Error when installing Flannel with kubectl apply -f https://github.com/coreos/flannel/raw/master/Documentation/kube-flannel.yml:

$ kubectl -n kube-system describe pod kube-flannel-ds-rgzpn
E0304 04:04:44.958281       1 main.go:292] Error registering network: failed to acquire lease: node "<NODE_HOSTNAME>" pod cidr not assigned

Solution:

  • Kubernetes was not installed with a Pod network CIDR assigned.

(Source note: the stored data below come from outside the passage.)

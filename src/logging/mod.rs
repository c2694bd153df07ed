// git-mux: Multi-Repository Branch Multiplexer
//
// SPDX-FileCopyrightText: 2026 Romeo Ahmed
// SPDX-License-Identifier: GPL-3.0-or-later

//! Logging infrastructure using the `tracing` ecosystem.
//!
//! ```text
//! init_logging(&LogConfig)
//!        |
//!        v
//!    registry
//!    |       |
//!    v       v
//! Console   File (optional)
//! stderr    non_blocking
//! EnvFilter EnvFilter
//!        |
//!        v
//!    LogGuard (flush on drop)
//!
//! LogLevel:  0=OFF  1=ERROR  2=WARN  3=INFO
//!            4=DEBUG  5=TRACE  6=DUMP
//! ```
//!
//! Diagnostics go to stderr; per-component result lines are printed on
//! stdout by the flow console so they stay scriptable.

use anyhow::Context;
use bon::Builder;
use serde::{Deserialize, Deserializer, Serialize, Serializer};
use std::path::Path;
use tracing::Level;
use tracing_appender::non_blocking::WorkerGuard;
use tracing_subscriber::{
    EnvFilter, Layer, Registry,
    fmt::{self, format::FmtSpan},
    layer::SubscriberExt,
    util::SubscriberInitExt,
};

use crate::error::{ConfigError, Result};

/// Log level (0-6) for configuration.
///
/// - 0: Silent
/// - 1: Error
/// - 2: Warn - default for the console
/// - 3: Info - per-component progress
/// - 4: Debug - every git invocation
/// - 5: Trace - git stdout/stderr
/// - 6: Dump - same as trace, including dependencies
#[derive(Debug, Clone, Copy, PartialEq, Eq)]
pub struct LogLevel(u8);

impl Default for LogLevel {
    fn default() -> Self {
        Self::WARN
    }
}

impl LogLevel {
    pub const SILENT: Self = Self(0);
    pub const ERROR: Self = Self(1);
    pub const WARN: Self = Self(2);
    pub const INFO: Self = Self(3);
    pub const DEBUG: Self = Self(4);
    pub const TRACE: Self = Self(5);
    pub const DUMP: Self = Self(6);

    /// Create a new `LogLevel` from a u8 value (0-6).
    ///
    /// # Errors
    ///
    /// Returns a `ConfigError::InvalidValue` if the level is greater than 6.
    pub fn new(level: u8) -> std::result::Result<Self, ConfigError> {
        if level <= 6 {
            Ok(Self(level))
        } else {
            Err(ConfigError::InvalidValue {
                section: "global".to_string(),
                key: "log_level".to_string(),
                message: format!("log level must be 0-6, got {level}"),
            })
        }
    }

    /// Get the raw u8 value.
    #[must_use]
    pub const fn as_u8(&self) -> u8 {
        self.0
    }

    /// Convert from u8 value, returning None if out of range.
    #[must_use]
    pub const fn from_u8(level: u8) -> Option<Self> {
        if level <= 6 { Some(Self(level)) } else { None }
    }

    /// Convert to tracing Level.
    #[must_use]
    pub const fn to_tracing_level(self) -> Option<Level> {
        match self.0 {
            0 => None,
            1 => Some(Level::ERROR),
            2 => Some(Level::WARN),
            3 => Some(Level::INFO),
            4 => Some(Level::DEBUG),
            _ => Some(Level::TRACE),
        }
    }

    /// Convert to `EnvFilter` directive string.
    ///
    /// Below DUMP, only this crate's events are enabled.
    #[must_use]
    pub const fn to_filter_string(self) -> &'static str {
        match self.0 {
            0 => "off",
            1 => "git_mux=error",
            2 => "git_mux=warn",
            3 => "git_mux=info",
            4 => "git_mux=debug",
            5 => "git_mux=trace",
            _ => "trace",
        }
    }
}

impl TryFrom<u8> for LogLevel {
    type Error = ConfigError;

    fn try_from(value: u8) -> std::result::Result<Self, Self::Error> {
        Self::new(value)
    }
}

impl From<LogLevel> for u8 {
    fn from(level: LogLevel) -> Self {
        level.0
    }
}

impl Serialize for LogLevel {
    fn serialize<S>(&self, serializer: S) -> std::result::Result<S::Ok, S::Error>
    where
        S: Serializer,
    {
        serializer.serialize_u8(self.0)
    }
}

impl<'de> Deserialize<'de> for LogLevel {
    fn deserialize<D>(deserializer: D) -> std::result::Result<Self, D::Error>
    where
        D: Deserializer<'de>,
    {
        let value = u8::deserialize(deserializer)?;
        Self::new(value).map_err(serde::de::Error::custom)
    }
}

/// Configuration for the logging system.
#[derive(Debug, Clone, Builder)]
pub struct LogConfig {
    #[builder(setters(name = with_console_level), default = LogLevel::WARN)]
    console_level: LogLevel,
    #[builder(setters(name = with_file_level), default = LogLevel::TRACE)]
    file_level: LogLevel,
    #[builder(setters(name = with_log_file))]
    log_file: Option<String>,
    #[builder(setters(name = with_show_timestamps), default = false)]
    show_timestamps: bool,
    #[builder(setters(name = with_show_target), default = false)]
    show_target: bool,
}

impl Default for LogConfig {
    fn default() -> Self {
        Self::builder().build()
    }
}

impl LogConfig {
    #[must_use]
    pub const fn console_level(&self) -> LogLevel {
        self.console_level
    }

    #[must_use]
    pub const fn file_level(&self) -> LogLevel {
        self.file_level
    }

    #[must_use]
    pub fn log_file(&self) -> Option<&str> {
        self.log_file.as_deref()
    }

    #[must_use]
    pub const fn show_timestamps(&self) -> bool {
        self.show_timestamps
    }

    #[must_use]
    pub const fn show_target(&self) -> bool {
        self.show_target
    }
}

/// RAII guard that keeps the logging system alive.
/// When dropped, flushes all pending log writes.
pub struct LogGuard {
    _file_guard: Option<WorkerGuard>,
}

/// Initialize the logging system with the given configuration.
///
/// Returns a guard that must be kept alive for the duration of the program.
///
/// # Errors
///
/// Returns an error if the log directory or file cannot be created.
///
/// # Example
///
/// ```no_run
/// use git_mux::logging::{init_logging, LogConfig, LogLevel};
///
/// let config = LogConfig::builder()
///     .with_console_level(LogLevel::INFO)
///     .with_log_file("git-mux.log".to_string())
///     .build();
///
/// let _guard = init_logging(&config).expect("Failed to initialize logging");
/// tracing::info!("Logging initialized");
/// ```
pub fn init_logging(config: &LogConfig) -> Result<LogGuard> {
    let console_filter = EnvFilter::new(config.console_level().to_filter_string());

    let console_layer = fmt::layer()
        .with_writer(std::io::stderr)
        .with_target(config.show_target())
        .with_level(true)
        .with_ansi(true);
    let console_layer: Box<dyn Layer<Registry> + Send + Sync> = if config.show_timestamps() {
        console_layer.with_filter(console_filter).boxed()
    } else {
        console_layer
            .without_time()
            .with_filter(console_filter)
            .boxed()
    };

    let (file_layer, file_guard) = if let Some(log_path) = config.log_file() {
        let log_path = Path::new(log_path);

        if let Some(parent) = log_path.parent()
            && !parent.as_os_str().is_empty()
        {
            std::fs::create_dir_all(parent)
                .with_context(|| format!("failed to create log directory {}", parent.display()))?;
        }

        let file = std::fs::OpenOptions::new()
            .create(true)
            .append(true)
            .open(log_path)
            .with_context(|| format!("failed to open log file {}", log_path.display()))?;
        let (non_blocking, guard) = tracing_appender::non_blocking(file);

        let file_filter = EnvFilter::new(config.file_level().to_filter_string());

        let layer = fmt::layer()
            .with_writer(non_blocking)
            .with_target(true)
            .with_level(true)
            .with_ansi(false)
            .with_span_events(FmtSpan::CLOSE)
            .with_filter(file_filter)
            .boxed();

        (Some(layer), Some(guard))
    } else {
        (None, None)
    };

    let mut layers = vec![console_layer];
    layers.extend(file_layer);

    tracing_subscriber::registry().with(layers).init();

    Ok(LogGuard {
        _file_guard: file_guard,
    })
}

For kubeadm, uninstall the cluster and reinstall with the argument: kubeadm --pod-network-cidr=10.244.0.0/16.


CoreDNS container is stuck in the STATUS of ContainerCreating with the error message failed to find plugin "<PLUGIN>" in path [<PATH>].

$ kubectl -n kube-system describe pod coredns-f9fd979d6-cr7p6
  Warning  FailedCreatePodSandBox  69s (x17 over 4m40s)  kubelet            (combined from similar events): Failed to create pod sandbox: rpc error: code = Unknown desc = failed to setup network for sandbox "76c5c21331dd5998d9a6efd5ac6d74c45b10386db7d34555c7e0f22f5969ee13": failed to find plugin "loopback" in path [/usr/lib/cni]

Solutions:

  • The CNI plugins might be installed to a different path such as /opt/cni/bin/ instead of /usr/lib/cni/. Run this command to create a symlink to it: ln -s /opt/cni/bin /usr/lib/cni.

  • If the CNI plugins are missing from the system, then download the source code, compile the plugins, and then copy them to the correct directory. [52]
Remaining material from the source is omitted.